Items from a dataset
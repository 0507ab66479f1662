use pretty_assertions::assert_eq;
use promptloom::{compile, CompileContext, CompileError, CompileResult, ContentBlock, Message, MessageRole, Value};
use serde_json::json;

async fn run(source: &str, ctx: &CompileContext) -> Result<CompileResult, CompileError> {
    compile(source, ctx).await
}

async fn messages(source: &str, ctx: &CompileContext) -> Vec<Message> {
    run(source, ctx).await.unwrap().messages
}

async fn error(source: &str, ctx: &CompileContext) -> CompileError {
    run(source, ctx).await.unwrap_err()
}

async fn code(source: &str) -> &'static str {
    error(source, &CompileContext::new()).await.code
}

fn text(role: MessageRole, value: &str) -> Message {
    Message::new(role, vec![ContentBlock::text(value)])
}

// ── Control flow ──

#[tokio::test]
async fn if_chain_runs_exactly_one_branch() {
    let source = "{#if n > 1}big{:else if n > 0}small{:else}none{/if}";
    for (n, expected) in [(2, "big"), (1, "small"), (0, "none")] {
        let ctx = CompileContext::new().with_var("n", n);
        assert_eq!(messages(source, &ctx).await, vec![text(MessageRole::System, expected)]);
    }
}

#[tokio::test]
async fn each_concatenates_in_order() {
    let ctx = CompileContext::new().with_var("items", vec!["a", "b"]);
    assert_eq!(
        messages("{#each items as item}{item}{/each}", &ctx).await,
        vec![text(MessageRole::System, "ab")]
    );
}

#[tokio::test]
async fn each_destructures_with_index() {
    let ctx = CompileContext::new().with_var(
        "users",
        Value::from(json!([{ "name": "Ada", "role": "admin" }, { "name": "Bob", "role": "user" }])),
    );
    let source = "{#each users as { name, role: kind }, i}{i}:{name}({kind}) {/each}";
    assert_eq!(
        messages(source, &ctx).await,
        vec![text(MessageRole::System, "0:Ada(admin) 1:Bob(user)")]
    );

    let ctx = CompileContext::new().with_var("pairs", Value::from(json!([["a", 1], ["b", 2]])));
    assert_eq!(
        messages("{#each pairs as [key, value]}{key}={value};{/each}", &ctx).await,
        vec![text(MessageRole::System, "a=1;b=2;")]
    );
}

#[tokio::test]
async fn each_else_runs_for_empty_or_non_arrays() {
    let source = "{#each xs as x}{x}{:else}nothing{/each}";
    let empty = CompileContext::new().with_var("xs", Vec::<Value>::new());
    assert_eq!(messages(source, &empty).await, vec![text(MessageRole::System, "nothing")]);
    let scalar = CompileContext::new().with_var("xs", 3);
    assert_eq!(messages(source, &scalar).await, vec![text(MessageRole::System, "nothing")]);
}

#[tokio::test]
async fn loop_bindings_do_not_leak() {
    let ctx = CompileContext::new().with_var("xs", vec![1, 2]);
    let err = error("{#each xs as x}{x}{/each}{x}", &ctx).await;
    assert_eq!(err.code, "variable-not-declared");
}

#[tokio::test]
async fn state_carries_across_iterations() {
    let ctx = CompileContext::new().with_var("xs", vec![1, 2, 3]);
    let source = "{total = 0}{#each xs as x}{total += x}{/each}Total: {total}";
    assert_eq!(messages(source, &ctx).await, vec![text(MessageRole::System, "Total: 6")]);
}

// ── Structural errors ──

#[tokio::test]
async fn else_if_after_unclosed_block_names_it() {
    let err = error("{#if a}{#each xs as x}{:else if b}{/each}{/if}", &CompileContext::new()).await;
    assert_eq!(err.code, "invalid-elseif-placement");
    assert!(err.message.contains("{#each}"), "{}", err.message);
}

#[tokio::test]
async fn elseif_spelling_is_rejected() {
    assert_eq!(code("{#if a}x{:elseif b}y{/if}").await, "invalid-elseif");
}

#[tokio::test]
async fn duplicate_attributes_on_any_tag() {
    assert_eq!(code(r#"<message role="a" role="b">x</message>"#).await, "duplicate-attribute");
    assert_eq!(code(r#"<widget size="1" size="2" />"#).await, "duplicate-attribute");
}

#[tokio::test]
async fn lexical_errors() {
    assert_eq!(code("text /* never closed").await, "unclosed-comment");
    assert_eq!(code("oops */").await, "unexpected-end-of-comment");
    assert_eq!(code("stray } brace").await, "unexpected-mustache-close-tag");
    assert_eq!(code(r#"<user role="x>hi</user>"#).await, "unclosed-attribute-value");
    assert_eq!(code("---\nmodel: a\n").await, "invalid-config");
}

#[tokio::test]
async fn errors_carry_locations() {
    let err = error("line one\n  {y}", &CompileContext::new()).await;
    assert_eq!(err.code, "variable-not-declared");
    assert_eq!((err.location.line, err.location.column), (2, 4));
}

// ── Tag rules ──

#[tokio::test]
async fn message_roles() {
    assert_eq!(code("<message>hi</message>").await, "message-tag-without-role");
    assert_eq!(code(r#"<message role="bogus">hi</message>"#).await, "invalid-message-role");

    let ctx = CompileContext::new().with_var("who", "assistant");
    assert_eq!(
        messages("<message role={who}>ok</message>", &ctx).await,
        vec![text(MessageRole::Assistant, "ok")]
    );
}

#[tokio::test]
async fn message_nesting() {
    assert_eq!(code("<user><assistant>x</assistant></user>").await, "message-tag-inside-message");
    assert_eq!(code("<user><content><text>x</text></content></user>").await, "content-tag-inside-content");
    assert_eq!(code("<user><widget /></user>").await, "unknown-tag");
    for floating in ["<content>x</content>", "<text>x</text>", "<image>u</image>", "{#if true}<text>x</text>{/if}"] {
        assert_eq!(code(floating).await, "content-tag-inside-content", "{floating}");
    }
}

#[tokio::test]
async fn tool_call_rules() {
    assert_eq!(code(r#"<assistant><tool-call name="x" /></assistant>"#).await, "tool-call-tag-without-id");
    assert_eq!(code(r#"<assistant><tool-call id="1" /></assistant>"#).await, "tool-call-without-name");
    assert_eq!(
        code(r#"<assistant><tool-call id="1" name="x">not json</tool-call></assistant>"#).await,
        "invalid-tool-call-arguments"
    );
    assert_eq!(
        code(r#"<assistant><tool-call id="1" name="x" arguments={{ a: 1 }}>\{"b": 2\}</tool-call></assistant>"#).await,
        "invalid-tool-call-arguments"
    );
    assert_eq!(
        code(r#"<user><tool-call id="1" name="x" /></user>"#).await,
        "invalid-tool-call-placement"
    );
    assert_eq!(
        code(r#"<assistant><content><tool-call id="1" name="x" /></content></assistant>"#).await,
        "tool-call-tag-inside-content"
    );
}

#[tokio::test]
async fn tool_calls_and_results() {
    let ctx = CompileContext::new().with_var("query", "rust");
    let source = r#"
<assistant>
  Let me check.
  <tool-call id="c1" name="search" arguments={{ q: query }} />
  <tool-call id="c2" name="calc">\{"expr": "1+1"\}</tool-call>
  <tool-call id="c3" name="now" />
</assistant>
<tool id="c1">Rust is a language.</tool>
"#;
    assert_eq!(
        messages(source, &ctx).await,
        vec![
            Message::new(
                MessageRole::Assistant,
                vec![
                    ContentBlock::text("Let me check."),
                    ContentBlock::ToolCall {
                        id: "c1".into(),
                        name: "search".into(),
                        arguments: json!({ "q": "rust" }),
                    },
                    ContentBlock::ToolCall {
                        id: "c2".into(),
                        name: "calc".into(),
                        arguments: json!({ "expr": "1+1" }),
                    },
                    ContentBlock::ToolCall {
                        id: "c3".into(),
                        name: "now".into(),
                        arguments: json!({}),
                    },
                ]
            ),
            Message::new(
                MessageRole::Tool,
                vec![ContentBlock::ToolResult {
                    id: "c1".into(),
                    value: "Rust is a language.".into(),
                }]
            ),
        ]
    );
}

#[tokio::test]
async fn tool_message_needs_id() {
    assert_eq!(code("<tool>42</tool>").await, "tool-message-without-id");
}

#[tokio::test]
async fn content_blocks() {
    let source = "<user><text>Look at this:</text><image>https://example.com/cat.png</image></user>";
    assert_eq!(
        messages(source, &CompileContext::new()).await,
        vec![Message::new(
            MessageRole::User,
            vec![
                ContentBlock::text("Look at this:"),
                ContentBlock::Image {
                    url: "https://example.com/cat.png".into()
                },
            ]
        )]
    );
    assert_eq!(
        code(r#"<user><content type="video">x</content></user>"#).await,
        "invalid-content-type"
    );
}

// ── Expressions ──

#[tokio::test]
async fn spread_of_non_iterable_names_the_operand() {
    let ctx = CompileContext::new().with_var("x", 5);
    let err = error("{[...x]}", &ctx).await;
    assert_eq!(err.code, "invalid-spread-in-array");
    assert!(err.message.contains("'x'"), "{}", err.message);
}

#[tokio::test]
async fn undeclared_variable_is_named() {
    let err = error("Hello {y}", &CompileContext::new()).await;
    assert_eq!(err.code, "variable-not-declared");
    assert!(err.message.contains("'y'"), "{}", err.message);
}

#[tokio::test]
async fn repeated_loop_variable() {
    let ctx = CompileContext::new().with_var("xs", vec![1]);
    let err = error("{#each xs as x, x}{x}{/each}", &ctx).await;
    assert_eq!(err.code, "variable-already-declared");
}

#[tokio::test]
async fn value_rendering() {
    let ctx = CompileContext::new();
    let source = "{ {a: 1, b: [true, null]} } {null}|{1.5}|{10 / 4}|{'x'.length}";
    assert_eq!(
        messages(source, &ctx).await,
        vec![text(MessageRole::System, r#"{"a":1,"b":[true,null]} |1.5|2.5|1"#)]
    );
}

#[tokio::test]
async fn host_function_failures_keep_their_name() {
    let ctx = CompileContext::new().with_function("lookup", |_| {
        Err(promptloom::HostError::new("KeyError", "no such key"))
    });
    let err = error("{lookup('k')}", &ctx).await;
    assert_eq!(err.code, "function-call-error");
    assert!(err.message.contains("KeyError no such key"), "{}", err.message);
}

// ── Output ──

#[tokio::test]
async fn comments_and_escapes() {
    let source = r"Hello /* hidden */world \{literal\} \<b\>";
    assert_eq!(
        messages(source, &CompileContext::new()).await,
        vec![text(MessageRole::System, "Hello world {literal} <b>")]
    );
}

#[tokio::test]
async fn result_serializes_for_providers() {
    let result = run("---\ntemperature: 0\n---\n<user>hi</user>", &CompileContext::new())
        .await
        .unwrap();
    assert_eq!(
        serde_json::to_value(&result).unwrap(),
        json!({
            "config": { "temperature": 0 },
            "messages": [{ "role": "user", "content": [{ "type": "text", "value": "hi" }] }]
        })
    );
}
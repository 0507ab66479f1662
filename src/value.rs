use std::fmt;
use std::sync::Arc;

use indexmap::IndexMap;
use serde::{Serialize, Serializer};

use crate::error::HostError;

type HostFn = dyn Fn(&[Value]) -> Result<Value, HostError> + Send + Sync;

/// A host function callable from template expressions.
#[derive(Clone)]
pub struct Function(Arc<HostFn>);

impl Function {
    pub fn new<F>(f: F) -> Self
    where
        F: Fn(&[Value]) -> Result<Value, HostError> + Send + Sync + 'static,
    {
        Self(Arc::new(f))
    }

    pub fn call(&self, args: &[Value]) -> Result<Value, HostError> {
        (self.0)(args)
    }
}

impl fmt::Debug for Function {
    fn fmt(&self, f: &mut fmt::Formatter<'_>) -> fmt::Result {
        f.write_str("Function")
    }
}

impl PartialEq for Function {
    fn eq(&self, other: &Self) -> bool {
        Arc::ptr_eq(&self.0, &other.0)
    }
}

/// Dynamic value produced by expressions.
#[derive(Clone, Debug, Default, PartialEq)]
pub enum Value {
    #[default]
    Null,
    Bool(bool),
    Number(f64),
    String(String),
    Array(Vec<Value>),
    Object(IndexMap<String, Value>),
    Function(Function),
}

impl Value {
    pub fn function<F>(f: F) -> Self
    where
        F: Fn(&[Value]) -> Result<Value, HostError> + Send + Sync + 'static,
    {
        Value::Function(Function::new(f))
    }

    pub fn type_name(&self) -> &'static str {
        match self {
            Value::Null => "null",
            Value::Bool(_) => "boolean",
            Value::Number(_) => "number",
            Value::String(_) => "string",
            Value::Array(_) => "array",
            Value::Object(_) => "object",
            Value::Function(_) => "function",
        }
    }

    /// Result of `typeof`, which differs from [`Value::type_name`] for
    /// null and arrays.
    pub fn type_of(&self) -> &'static str {
        match self {
            Value::Null | Value::Array(_) => "object",
            other => other.type_name(),
        }
    }

    pub fn is_truthy(&self) -> bool {
        match self {
            Value::Null => false,
            Value::Bool(b) => *b,
            Value::Number(n) => *n != 0.0 && !n.is_nan(),
            Value::String(s) => !s.is_empty(),
            Value::Array(_) | Value::Object(_) | Value::Function(_) => true,
        }
    }

    pub fn is_nullish(&self) -> bool {
        matches!(self, Value::Null)
    }

    /// Numeric coercion for arithmetic and comparisons.
    pub fn to_number(&self) -> f64 {
        match self {
            Value::Null => 0.0,
            Value::Bool(b) => f64::from(u8::from(*b)),
            Value::Number(n) => *n,
            Value::String(s) => {
                let s = s.trim();
                if s.is_empty() {
                    0.0
                } else {
                    s.parse().unwrap_or(f64::NAN)
                }
            }
            Value::Array(_) | Value::Object(_) | Value::Function(_) => f64::NAN,
        }
    }

    /// Text used when the value is interpolated into a prompt.
    pub fn render(&self) -> String {
        match self {
            Value::Null => String::new(),
            Value::Bool(b) => b.to_string(),
            Value::Number(n) => format_number(*n),
            Value::String(s) => s.clone(),
            Value::Array(_) | Value::Object(_) => serde_json::to_string(self).unwrap_or_default(),
            Value::Function(_) => "[function]".to_string(),
        }
    }

    /// Functions become `null`, non-finite numbers become `null`.
    pub fn to_json(&self) -> serde_json::Value {
        match self {
            Value::Null | Value::Function(_) => serde_json::Value::Null,
            Value::Bool(b) => serde_json::Value::Bool(*b),
            Value::Number(n) => number_to_json(*n),
            Value::String(s) => serde_json::Value::String(s.clone()),
            Value::Array(items) => items.iter().map(Value::to_json).collect(),
            Value::Object(map) => serde_json::Value::Object(
                map.iter().map(|(k, v)| (k.clone(), v.to_json())).collect(),
            ),
        }
    }

    /// `===`. Arrays and objects compare structurally.
    pub fn strict_eq(&self, other: &Value) -> bool {
        match (self, other) {
            (Value::Number(a), Value::Number(b)) => a == b,
            _ => self == other,
        }
    }

    /// `==`: like [`Value::strict_eq`] but numbers, numeric strings and
    /// booleans compare by numeric value.
    pub fn loose_eq(&self, other: &Value) -> bool {
        match (self, other) {
            (Value::Null, Value::Null) => true,
            (Value::Null, _) | (_, Value::Null) => false,
            (Value::Number(_) | Value::String(_) | Value::Bool(_), Value::Number(_) | Value::Bool(_))
            | (Value::Number(_) | Value::Bool(_), Value::String(_)) => {
                self.to_number() == other.to_number()
            }
            _ => self.strict_eq(other),
        }
    }
}

fn format_number(n: f64) -> String {
    if n.is_nan() {
        "NaN".to_string()
    } else if n.is_infinite() {
        if n > 0.0 { "Infinity" } else { "-Infinity" }.to_string()
    } else if n == 0.0 {
        "0".to_string()
    } else if n.fract() == 0.0 && n.abs() < 1e21 {
        format!("{n:.0}")
    } else {
        n.to_string()
    }
}

fn number_to_json(n: f64) -> serde_json::Value {
    if n.fract() == 0.0 && n.abs() < 9.007_199_254_740_992e15 {
        serde_json::Value::from(n as i64)
    } else {
        serde_json::Number::from_f64(n)
            .map(serde_json::Value::Number)
            .unwrap_or(serde_json::Value::Null)
    }
}

impl fmt::Display for Value {
    fn fmt(&self, f: &mut fmt::Formatter<'_>) -> fmt::Result {
        f.write_str(&self.render())
    }
}

// Serialized directly so object keys keep their insertion order.
impl Serialize for Value {
    fn serialize<S: Serializer>(&self, serializer: S) -> Result<S::Ok, S::Error> {
        match self {
            Value::Null | Value::Function(_) => serializer.serialize_unit(),
            Value::Bool(b) => serializer.serialize_bool(*b),
            Value::Number(n) => number_to_json(*n).serialize(serializer),
            Value::String(s) => serializer.serialize_str(s),
            Value::Array(items) => serializer.collect_seq(items),
            Value::Object(map) => serializer.collect_map(map),
        }
    }
}

impl From<serde_json::Value> for Value {
    fn from(value: serde_json::Value) -> Self {
        match value {
            serde_json::Value::Null => Value::Null,
            serde_json::Value::Bool(b) => Value::Bool(b),
            serde_json::Value::Number(n) => Value::Number(n.as_f64().unwrap_or(f64::NAN)),
            serde_json::Value::String(s) => Value::String(s),
            serde_json::Value::Array(items) => {
                Value::Array(items.into_iter().map(Value::from).collect())
            }
            serde_json::Value::Object(map) => {
                Value::Object(map.into_iter().map(|(k, v)| (k, Value::from(v))).collect())
            }
        }
    }
}

impl From<&str> for Value {
    fn from(value: &str) -> Self {
        Value::String(value.to_string())
    }
}

impl From<String> for Value {
    fn from(value: String) -> Self {
        Value::String(value)
    }
}

impl From<bool> for Value {
    fn from(value: bool) -> Self {
        Value::Bool(value)
    }
}

impl From<f64> for Value {
    fn from(value: f64) -> Self {
        Value::Number(value)
    }
}

impl From<i64> for Value {
    fn from(value: i64) -> Self {
        Value::Number(value as f64)
    }
}

impl From<i32> for Value {
    fn from(value: i32) -> Self {
        Value::Number(f64::from(value))
    }
}

impl<T: Into<Value>> From<Vec<T>> for Value {
    fn from(items: Vec<T>) -> Self {
        Value::Array(items.into_iter().map(Into::into).collect())
    }
}

impl<T: Into<Value>> From<IndexMap<String, T>> for Value {
    fn from(map: IndexMap<String, T>) -> Self {
        Value::Object(map.into_iter().map(|(k, v)| (k, v.into())).collect())
    }
}

impl From<Function> for Value {
    fn from(f: Function) -> Self {
        Value::Function(f)
    }
}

**What is expected**
Provide the count of lines in the records above that hold the word "contains", with no other text.

**Reply to the task**
4